There was no answering, hectoring voice. Jianabel was conquered. The entity that once infested her stomach, living with her like two snakes coiled, was gone. Or, as fat Toldo would say, the schism in her personality was healed. Either way, it made for a lonely monologue.
"Thirty-two, and today." She stretched, rubbing the hurt from her still-healing leg, and stared at the water.
Black, silky hair looked back, though the ocean was far too dark to reflect. It was Dilai ... or was it the mouse, Dida? So easy to confuse the two: Dilai, the aristocratic, polished decadence of Bay Bay's third oldest family; and Dida, rough, home-woven, innocent naif, an over-excited puppy.

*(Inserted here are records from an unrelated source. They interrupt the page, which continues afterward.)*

impl RegistryV1 {
    /// An empty registry rooted at `<elm_home>/<elm_version>/packages/`.
    pub fn empty(elm_home: impl Into<PathBuf>, elm_version: impl Into<String>) -> Self {
        let elm_home = elm_home.into();
        let elm_version = elm_version.into();
        let path = Self::packages_dir(&elm_home, &elm_version).join("registry.dat");
        RegistryV1 {
            entries: BTreeMap::new(),
            since: 0,
            etag: None,
            path,
            elm_home,
            elm_version,
        }
    }

    fn packages_dir(elm_home: &Path, elm_version: &str) -> PathBuf {
        elm_home.join(elm_version).join("packages")
    }

    fn etag_path(&self) -> PathBuf {
        self.path.with_extension("dat.etag")
    }

    fn since_count_path(&self) -> PathBuf {
        self.path.with_extension("dat.since-count")
    }

    /// Load `registry.dat` plus its sidecars. `Ok(None)` if the file simply
    /// does not exist yet; `Err` if it exists but fails to parse (spec:
    /// "fail softly on missing file; fail hard on malformed file").
    pub fn load(
        elm_home: impl Into<PathBuf>,
        elm_version: impl Into<String>,
    ) -> Result<Option<Self>, RegistryError> {
        let elm_home = elm_home.into();
        let elm_version = elm_version.into();
        let path = Self::packages_dir(&elm_home, &elm_version).join("registry.dat");
        let bytes = match std::fs::read(&path) {
            Ok(b) => b,
            Err(e) if e.kind() == std::io::ErrorKind::NotFound => return Ok(None),
            Err(source) => {
                return Err(RegistryError::Io {
                    path: path.display().to_string(),
                    source,
                })
            }
        };
        let (entries, mut since) = decode(&bytes).map_err(|reason| RegistryError::CorruptRegistry {
            path: path.display().to_string(),
            reason,
        })?;

        let mut registry = RegistryV1 {
            entries,
            since,
            etag: std::fs::read_to_string(path.with_extension("dat.etag")).ok(),
            path: path.clone(),
            elm_home,
            elm_version,
        };

        // Repair `since` against the sidecar if they disagree (testable
        // property 12: malformed writes self-heal on load).
        if let Ok(sidecar) = std::fs::read_to_string(registry.since_count_path()) {
            if let Ok(sidecar_since) = sidecar.trim().parse::<u64>() {
                if sidecar_since != since {
                    since = sidecar_since;
                    registry.since = since;
                    registry.write_atomic()?;
                }
            }
        }
        Ok(Some(registry))
    }

    /// Write `registry.dat` (and sidecars) atomically: write to `.tmp`, then
    /// rename.
    pub fn write_atomic(&self) -> Result<(), RegistryError> {
        if let Some(parent) = self.path.parent() {
            std::fs::create_dir_all(parent).map_err(|source| RegistryError::Io {
                path: parent.display().to_string(),
                source,
            })?;
        }
        let bytes = encode(&self.entries, self.since);
        let tmp_path = self.path.with_extension("dat.tmp");
        write_atomic_bytes(&tmp_path, &self.path, &bytes)?;
        std::fs::write(self.since_count_path(), self.since.to_string()).map_err(|source| {
            RegistryError::Io {
                path: self.since_count_path().display().to_string(),
                source,
            }
        })?;
        if let Some(etag) = &self.etag {
            std::fs::write(self.etag_path(), etag).map_err(|source| RegistryError::Io {
                path: self.etag_path().display().to_string(),
                source,
            })?;
        }
        Ok(())
    }

    /// Look up an entry by exact `(author, name)`.
    pub fn find(&self, pkg: &Pkg) -> Option<&RegistryEntry> {
        self.entries.get(pkg)
    }

    /// Whether any package is known at all; an offline process with an
    /// empty registry has nothing to resolve against.
    pub fn is_empty(&self) -> bool {
        self.entries.is_empty()
    }

    /// Insert `v` into `pkg`'s entry, creating the entry if needed. Already
    /// having this exact version is a no-op.
    pub fn add_version(&mut self, pkg: &Pkg, v: Version) {
        self.entries
            .entry(pkg.clone())
            .or_insert_with(|| RegistryEntry {
                pkg: pkg.clone(),
                versions: Vec::new(),
            })
            .add_version(v);
    }

    /// `GET <url>/all-packages`, rebuilding the registry from scratch.
    pub fn fetch_all(&mut self, http: &dyn HttpClient, url: &str) -> Result<(), RegistryError> {
        let all_packages_url = format!("{}/all-packages", url);
        let bytes = http
            .get_bytes(&all_packages_url)
            .map_err(|source| RegistryError::Network {
                url: all_packages_url.clone(),
                source,
            })?;
        let payload: BTreeMap<String, Vec<String>> = serde_json::from_slice(&bytes)?;
        self.entries.clear();
        let mut total = 0u64;
        for (pkg_str, versions) in payload {
            let pkg = Pkg::from_str(&pkg_str)
                .map_err(|e| RegistryError::CorruptRegistry {
                    path: all_packages_url.clone(),
                    reason: e.to_string(),
                })?;
            let mut parsed: Vec<Version> = versions
                .iter()
                .map(|v| Version::from_str(v))
                .collect::<Result<_, _>>()
                .map_err(|_| RegistryError::CorruptRegistry {
                    path: all_packages_url.clone(),
                    reason: format!("invalid version in entry for {}", pkg_str),
                })?;
            parsed.sort_by(|a, b| b.cmp(a));
            total += parsed.len() as u64;
            self.entries.insert(pkg.clone(), RegistryEntry { pkg, versions: parsed });
        }
        self.since = total;
        tracing::debug!(since = self.since, "rebuilt V1 registry from /all-packages");
        self.write_atomic()
    }

    /// `GET <url>/all-packages/since/<known_since>`, merging the result in.
    pub fn fetch_since(
        &mut self,
        http: &dyn HttpClient,
        url: &str,
        known_since: u64,
    ) -> Result<(), RegistryError> {
        let since_url = format!("{}/all-packages/since/{}", url, known_since);
        let bytes = http
            .get_bytes(&since_url)
            .map_err(|source| RegistryError::Network {
                url: since_url.clone(),
                source,
            })?;
        let new_versions: Vec<String> = serde_json::from_slice(&bytes)?;
        if new_versions.is_empty() {
            return self.fetch_all(http, url);
        }
        for entry_str in &new_versions {
            let (pkg_str, version_str) = entry_str.rsplit_once('@').ok_or_else(|| {
                RegistryError::CorruptRegistry {
                    path: since_url.clone(),
                    reason: format!("missing '@' in `{}`", entry_str),
                }
            })?;
            let pkg = Pkg::from_str(pkg_str).map_err(|e| RegistryError::CorruptRegistry {
                path: since_url.clone(),
                reason: e.to_string(),
            })?;
            let version = Version::from_str(version_str).map_err(|_| RegistryError::CorruptRegistry {
                path: since_url.clone(),
                reason: format!("invalid version `{}`", version_str),
            })?;
            self.add_version(&pkg, version);
        }
        self.since += new_versions.len() as u64;
        tracing::debug!(added = new_versions.len(), "incremental V1 registry update");
        self.write_atomic()
    }

    /// `HEAD /all-packages` conditioned on the stored ETag; falls back to
    /// [`RegistryV1::fetch_since`] on a change, or does a cold
    /// [`RegistryV1::fetch_all`] if there's no ETag to condition on yet.
    pub fn fetch_update(
        &mut self,
        http: &dyn HttpClient,
        url: &str,
    ) -> Result<UpdateOutcome, RegistryError> {
        let all_packages_url = format!("{}/all-packages", url);
        match &self.etag {
            Some(etag) => {
                match http
                    .head_etag(&all_packages_url, etag)
                    .map_err(|source| RegistryError::Network {
                        url: all_packages_url.clone(),
                        source,
                    })? {
                    HeadOutcome::NotModified => Ok(UpdateOutcome::Unchanged),
                    HeadOutcome::Changed(new_etag) => {
                        if let Some(new_etag) = new_etag {
                            self.etag = Some(new_etag);
                        }
                        self.fetch_since(http, url, self.since)?;
                        Ok(UpdateOutcome::Updated)
                    }
                }
            }
            None => {
                self.fetch_all(http, url)?;
                // No ETag to condition on yet; probe once so the next
                // `fetch_update` can use a conditional HEAD instead of
                // another full fetch.
                if let Ok(HeadOutcome::Changed(Some(new_etag))) =
                    http.head_etag(&all_packages_url, "")
                {
                    self.etag = Some(new_etag);
                    self.write_atomic()?;
                }
                Ok(UpdateOutcome::Updated)
            }
        }
    }

    /// Path to the directory `elm.json` fetches for `pkg@version` are
    /// cached in during dependency resolution, before the package is
    /// actually installed into the cache proper.
    fn elm_json_cache_path(&self, pkg: &Pkg, version: &Version) -> PathBuf {
        self.elm_home
            .join("pubgrub")
            .join("elm_json_cache")
            .join(&pkg.author)
            .join(&pkg.name)
            .join(version.to_string())
            .join("elm.json")
    }

    fn installed_config_path(&self, pkg: &Pkg, version: &Version) -> PathBuf {
        pkg.config_path(&self.elm_home, &self.elm_version)
            .join(version.to_string())
            .join("elm.json")
    }

    /// Fetch (or read from cache) the `elm.json` of `pkg@version`.
    pub fn fetch_dependencies(
        &self,
        pkg: &Pkg,
        version: &Version,
        remote_base_url: &str,
        http: &dyn HttpClient,
    ) -> Result<Vec<(Pkg, Range)>, RegistryError> {
        if let Ok(installed) = std::fs::read_to_string(self.installed_config_path(pkg, version)) {
            return parse_package_dependencies(&installed);
        }
        let cache_path = self.elm_json_cache_path(pkg, version);
        if let Ok(cached) = std::fs::read_to_string(&cache_path) {
            return parse_package_dependencies(&cached);
        }
        let url = format!("{}/{}/elm.json", pkg.to_url(remote_base_url), version);
        let bytes = http.get_bytes(&url).map_err(|source| RegistryError::Network {
            url: url.clone(),
            source,
        })?;
        let text = String::from_utf8_lossy(&bytes).into_owned();
        if let Some(parent) = cache_path.parent() {
            let _ = std::fs::create_dir_all(parent);
        }
        let _ = std::fs::write(&cache_path, &text);
        parse_package_dependencies(&text)
    }
}
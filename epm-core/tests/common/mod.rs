// SPDX-License-Identifier: MPL-2.0

//! Shared fixtures for the end-to-end scenarios, in the spirit of the
//! per-module `temp_dir`/`write_sample_zip` helpers already used by
//! `epm_core`'s own unit tests.

use epm_core::http::{HeadOutcome, HttpClient, HttpError};
use std::collections::HashMap;
use std::io::Write;
use std::path::{Path, PathBuf};
use std::sync::Mutex;

/// An isolated scratch directory, removed and recreated on each call.
pub fn temp_dir(name: &str) -> PathBuf {
    let dir = std::env::temp_dir().join(format!(
        "epm-e2e-{}-{}-{}",
        name,
        std::process::id(),
        name.len()
    ));
    let _ = std::fs::remove_dir_all(&dir);
    std::fs::create_dir_all(&dir).unwrap();
    dir
}

/// A package archive wrapped the way the real registry publishes them:
/// `<name>-<version>/{elm.json,src/...}`.
pub fn write_sample_zip(path: &Path, wrapper: &str, elm_json: &str, modules: &[(&str, &str)]) {
    let file = std::fs::File::create(path).unwrap();
    let mut zip = zip::ZipWriter::new(file);
    let options =
        zip::write::FileOptions::default().compression_method(zip::CompressionMethod::Stored);
    zip.start_file(format!("{}/elm.json", wrapper), options)
        .unwrap();
    zip.write_all(elm_json.as_bytes()).unwrap();
    for (name, contents) in modules {
        zip.start_file(format!("{}/src/{}", wrapper, name), options)
            .unwrap();
        zip.write_all(contents.as_bytes()).unwrap();
    }
    zip.finish().unwrap();
}

/// A canned HTTP client: bodies keyed by exact URL, an optional byte
/// payload served to [`HttpClient::download_to_file`], and ETag-aware
/// responses to [`HttpClient::head_etag`]/[`HttpClient::get_bytes_if_none_match`].
/// Records every URL it was asked to fetch, so tests can assert a request
/// was (or was not) made.
#[derive(Default)]
pub struct FakeHttpClient {
    bodies: HashMap<String, Vec<u8>>,
    download: Option<Vec<u8>>,
    etag: Option<String>,
    requested: Mutex<Vec<String>>,
}

impl FakeHttpClient {
    pub fn new() -> Self {
        FakeHttpClient::default()
    }

    pub fn with_body(mut self, url: impl Into<String>, body: impl Into<Vec<u8>>) -> Self {
        self.bodies.insert(url.into(), body.into());
        self
    }

    pub fn with_download(mut self, bytes: impl Into<Vec<u8>>) -> Self {
        self.download = Some(bytes.into());
        self
    }

    pub fn with_etag(mut self, etag: impl Into<String>) -> Self {
        self.etag = Some(etag.into());
        self
    }

    pub fn requested_urls(&self) -> Vec<String> {
        self.requested.lock().unwrap().clone()
    }
}

impl HttpClient for FakeHttpClient {
    fn get_bytes(&self, url: &str) -> Result<Vec<u8>, HttpError> {
        self.requested.lock().unwrap().push(url.to_string());
        self.bodies
            .get(url)
            .cloned()
            .ok_or_else(|| format!("no fixture body for {}", url).into())
    }

    fn get_bytes_if_none_match(
        &self,
        url: &str,
        _etag: &str,
    ) -> Result<Option<Vec<u8>>, HttpError> {
        self.get_bytes(url).map(Some)
    }

    fn head_etag(&self, url: &str, etag: &str) -> Result<HeadOutcome, HttpError> {
        self.requested.lock().unwrap().push(format!("HEAD {}", url));
        match &self.etag {
            Some(current) if current == etag => Ok(HeadOutcome::NotModified),
            Some(current) => Ok(HeadOutcome::Changed(Some(current.clone()))),
            None => Ok(HeadOutcome::Changed(None)),
        }
    }

    fn download_to_file(&self, url: &str, dest: &Path) -> Result<(), HttpError> {
        self.requested.lock().unwrap().push(url.to_string());
        let bytes = self
            .download
            .as_ref()
            .ok_or("no fixture archive configured")?;
        std::fs::write(dest, bytes)?;
        Ok(())
    }
}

Jiana wrapped her arms around her stomach, trying to hold the images inside.
"Bastards," she prayed.
3
"Fuck the license," Jiana snarled.
The sun sank into the waves, and she abruptly decided to leave Bay Bay, City of the Floating Dead. Her future was as grey and formless as the iron sky. She stopped in the busy thoroughfare and leaned against the railing, causing the walkway to tilt alarmingly on its pontoons. A fat merchant took a stumblestep and swore.

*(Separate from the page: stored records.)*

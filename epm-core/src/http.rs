// SPDX-License-Identifier: MPL-2.0

//! The HTTP client seam. Kept narrow and trait-based so the
//! resolver/registry layer never depends on `ureq` directly — only this
//! module and `epm-cli` do, and tests can swap in a fake implementation.

use std::io::{Read, Write};
use std::path::Path;

/// Errors a [`HttpClient`] implementation can report. Kept as a boxed
/// `std::error::Error` so callers don't need to depend on `ureq`'s own
/// error type.
pub type HttpError = Box<dyn std::error::Error + Send + Sync>;

/// The four operations the registry and fetcher need from an HTTP client.
pub trait HttpClient {
    /// `GET url`, returning the response body.
    fn get_bytes(&self, url: &str) -> Result<Vec<u8>, HttpError>;

    /// `GET url` with `If-None-Match: etag`. `Ok(None)` means the server
    /// answered `304 Not Modified`.
    fn get_bytes_if_none_match(
        &self,
        url: &str,
        etag: &str,
    ) -> Result<Option<Vec<u8>>, HttpError>;

    /// `HEAD url` with `If-None-Match: etag`, returning the response's ETag
    /// header if present. Used to probe for changes without a body transfer.
    fn head_etag(&self, url: &str, etag: &str) -> Result<HeadOutcome, HttpError>;

    /// `GET url`, streaming the body straight to `dest` rather than
    /// buffering it in memory (used for package archives).
    fn download_to_file(&self, url: &str, dest: &Path) -> Result<(), HttpError>;
}

/// Outcome of a conditional `HEAD` request.
pub enum HeadOutcome {
    /// The resource changed; here is its current ETag, if the server sent
    /// one.
    Changed(Option<String>),
    /// `304 Not Modified`.
    NotModified,
}

/// `ureq`-backed [`HttpClient`].
pub struct UreqHttpClient {
    timeout_connect_ms: u64,
}

impl UreqHttpClient {
    /// A client with a 10s connect timeout.
    pub fn new() -> Self {
        UreqHttpClient {
            timeout_connect_ms: 10_000,
        }
    }
}

impl Default for UreqHttpClient {
    fn default() -> Self {
        Self::new()
    }
}

impl HttpClient for UreqHttpClient {
    fn get_bytes(&self, url: &str) -> Result<Vec<u8>, HttpError> {
        let response = ureq::get(url)
            .timeout_connect(self.timeout_connect_ms)
            .call();
        if response.error() {
            return Err(format!("GET {} failed: {}", url, response.status()).into());
        }
        let mut buf = Vec::new();
        response.into_reader().read_to_end(&mut buf)?;
        Ok(buf)
    }

    fn get_bytes_if_none_match(
        &self,
        url: &str,
        etag: &str,
    ) -> Result<Option<Vec<u8>>, HttpError> {
        let response = ureq::get(url)
            .timeout_connect(self.timeout_connect_ms)
            .set("If-None-Match", etag)
            .call();
        if response.status() == 304 {
            return Ok(None);
        }
        if response.error() {
            return Err(format!("GET {} failed: {}", url, response.status()).into());
        }
        let mut buf = Vec::new();
        response.into_reader().read_to_end(&mut buf)?;
        Ok(Some(buf))
    }

    fn head_etag(&self, url: &str, etag: &str) -> Result<HeadOutcome, HttpError> {
        let response = ureq::head(url)
            .timeout_connect(self.timeout_connect_ms)
            .set("If-None-Match", etag)
            .call();
        if response.status() == 304 {
            return Ok(HeadOutcome::NotModified);
        }
        if response.error() {
            return Err(format!("HEAD {} failed: {}", url, response.status()).into());
        }
        Ok(HeadOutcome::Changed(
            response.header("ETag").map(str::to_string),
        ))
    }

    fn download_to_file(&self, url: &str, dest: &Path) -> Result<(), HttpError> {
        let response = ureq::get(url)
            .timeout_connect(self.timeout_connect_ms)
            .call();
        if response.error() {
            return Err(format!("GET {} failed: {}", url, response.status()).into());
        }
        let mut file = std::fs::File::create(dest)?;
        std::io::copy(&mut response.into_reader(), &mut file)?;
        file.flush()?;
        Ok(())
    }
}
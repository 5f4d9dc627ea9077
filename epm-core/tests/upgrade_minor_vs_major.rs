// SPDX-License-Identifier: MPL-2.0

//! S5 — with only a newer *minor* release available, a regular upgrade
//! (conservative/upgrade strategies) takes it; forcing a *major* release
//! to be available requires `Strategy::MajorUpgrade`, since the pinned
//! package's own range otherwise stays bounded below the next major.

mod common;

use epm_core::manifest::Pkg;
use epm_core::registry::v2::RegistryV2;
use epm_core::resolver::{self, Strategy};
use epm_core::version::Range;
use std::collections::BTreeMap;

const INDEX: &str = "\
format 2
elm 0.19.1

package: elm/core
    version: 1.0.0
    status: valid
    license: BSD-3-Clause
    dependencies:
package: elm/core
    version: 1.2.0
    status: valid
    license: BSD-3-Clause
    dependencies:
package: elm/core
    version: 2.0.0
    status: valid
    license: BSD-3-Clause
    dependencies:
";

fn v(s: &str) -> epm_core::version::Version {
    s.parse().unwrap()
}

#[test]
fn regular_upgrade_stays_within_the_pinned_major_version() {
    let registry = RegistryV2::load_from_text(INDEX).unwrap();
    let core = Pkg::new("elm", "core");

    let mut pinned = BTreeMap::new();
    pinned.insert(core.clone(), v("1.0.0"));
    let mut base = BTreeMap::new();
    base.insert(core.clone(), Range::between(v("1.0.0"), v("2.0.0")));

    let solution =
        resolver::solve_with_strategy(&registry, &base, &pinned, &core, Strategy::Upgrade)
            .unwrap();
    assert_eq!(solution.get(&core), Some(&v("1.2.0")));
}

#[test]
fn major_upgrade_crosses_the_major_version_boundary() {
    let registry = RegistryV2::load_from_text(INDEX).unwrap();
    let core = Pkg::new("elm", "core");

    let mut pinned = BTreeMap::new();
    pinned.insert(core.clone(), v("1.0.0"));
    let base = BTreeMap::new();

    let solution =
        resolver::solve_with_strategy(&registry, &base, &pinned, &core, Strategy::MajorUpgrade)
            .unwrap();
    assert_eq!(solution.get(&core), Some(&v("2.0.0")));

    let regular =
        resolver::solve_with_strategy(&registry, &base, &pinned, &core, Strategy::Conservative)
            .unwrap();
    assert_eq!(regular.get(&core), Some(&v("1.0.0")));
}
//! Vehicle specification routes.
//!
//! ## Routes
//!
//! - `GET /v1/vehicle-specifications/{vehicleToEngineConfigId}` - Get the display projection
//! - `GET /v1/vehicle-specifications/{vehicleToEngineConfigId}/parts/{productCategoryCode}` - List parts for a product category

use std::sync::Arc;

use axum::extract::rejection::PathRejection;
use axum::extract::{Path, State};
use axum::http::Uri;
use axum::routing::get;
use axum::{Json, Router};

use motor_core::VehicleToEngineConfigId;
use motor_core::vehicle::{MotorPart, VehicleSpecification};

use crate::context::RequestContext;
use crate::error::{ApiError, ApiResult};
use crate::routes::motor_data::path_rejection;
use crate::server::AppState;

/// Creates vehicle specification routes.
pub fn routes() -> Router<Arc<AppState>> {
    Router::new()
        .route(
            "/v1/vehicle-specifications/:vehicleToEngineConfigId",
            get(get_vehicle_specification),
        )
        .route(
            "/v1/vehicle-specifications/:vehicleToEngineConfigId/parts/:productCategoryCode",
            get(get_parts_specifications),
        )
}

/// Get the specification of a vehicle/engine configuration.
///
/// GET /v1/vehicle-specifications/{vehicleToEngineConfigId}
#[utoipa::path(
    get,
    path = "/v1/vehicle-specifications/{vehicleToEngineConfigId}",
    tag = "Vehicle",
    operation_id = "get_vehicle_specification",
    params(
        ("vehicleToEngineConfigId" = i32, Path, description = "Vehicle/engine configuration id")
    ),
    responses(
        (status = 200, description = "OK", body = VehicleSpecification),
    )
)]
pub async fn get_vehicle_specification(
    ctx: RequestContext,
    State(state): State<Arc<AppState>>,
    uri: Uri,
    raw: Result<Path<String>, PathRejection>,
) -> ApiResult<Json<VehicleSpecification>> {
    let Path(raw) = raw.map_err(|e| path_rejection(e, &uri).with_request_id(&ctx.request_id))?;
    let id = VehicleToEngineConfigId::parse(&raw)
        .map_err(|e| ApiError::from(e).with_request_id(&ctx.request_id))?;

    let specification = state
        .backend()
        .find_by_id(id)
        .await
        .map_err(|e| ApiError::from(e).with_request_id(&ctx.request_id))?;

    specification.map(Json).ok_or_else(|| {
        ApiError::not_found(format!("VehicleToEngineConfig not found: {id}"))
            .with_request_id(&ctx.request_id)
    })
}

/// List the parts of a product category for a vehicle/engine configuration.
///
/// The category is resolved through the configured parts category mapping;
/// an unmapped category has no parts.
///
/// GET /v1/vehicle-specifications/{vehicleToEngineConfigId}/parts/{productCategoryCode}
#[utoipa::path(
    get,
    path = "/v1/vehicle-specifications/{vehicleToEngineConfigId}/parts/{productCategoryCode}",
    tag = "Vehicle",
    operation_id = "get_parts_specifications",
    params(
        ("vehicleToEngineConfigId" = i32, Path, description = "Vehicle/engine configuration id"),
        ("productCategoryCode" = String, Path, description = "Store product category code")
    ),
    responses(
        (status = 200, description = "OK", body = [MotorPart]),
    )
)]
pub async fn get_parts_specifications(
    ctx: RequestContext,
    State(state): State<Arc<AppState>>,
    raw: Result<Path<(String, String)>, PathRejection>,
) -> ApiResult<Json<Vec<MotorPart>>> {
    let Path((raw_id, category)) =
        raw.map_err(|e| ApiError::from(e).with_request_id(&ctx.request_id))?;
    let id = VehicleToEngineConfigId::parse(&raw_id)
        .map_err(|e| ApiError::from(e).with_request_id(&ctx.request_id))?;

    if category.trim().is_empty() {
        return Err(ApiError::bad_request("productCategoryCode must not be empty")
            .with_rejected_value(category)
            .with_request_id(&ctx.request_id));
    }

    let Some(table_maps) = state.config.parts_category_mapping.get(&category) else {
        tracing::debug!(category = %category, "unmapped product category");
        return Ok(Json(Vec::new()));
    };

    let backend = state.backend();
    let reference = backend.get_reference_by_id(id);
    let parts = backend
        .find_parts_by_engine_and_motor_category(&reference, table_maps)
        .await
        .map_err(|e| ApiError::from(e).with_request_id(&ctx.request_id))?;

    Ok(Json(parts))
}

"Hup!" cried the man, "You move or whut?"
"Sorry. I was just thinking ..."
"Nah, nah, you no think. You soldier-boy, girlie! You police! You a footgrab, you whiteface marine!"
"Look, I said I was sorry. 1 want to go back that way. Get out of my way, will you?"
"No, you from get outa my way! You go that way, go to end! Go!"
He stepped forward and butted her with his potato-sack belly. Jiana reached for Wave, but caught herself Her permit did not allow duels with unarmed louts.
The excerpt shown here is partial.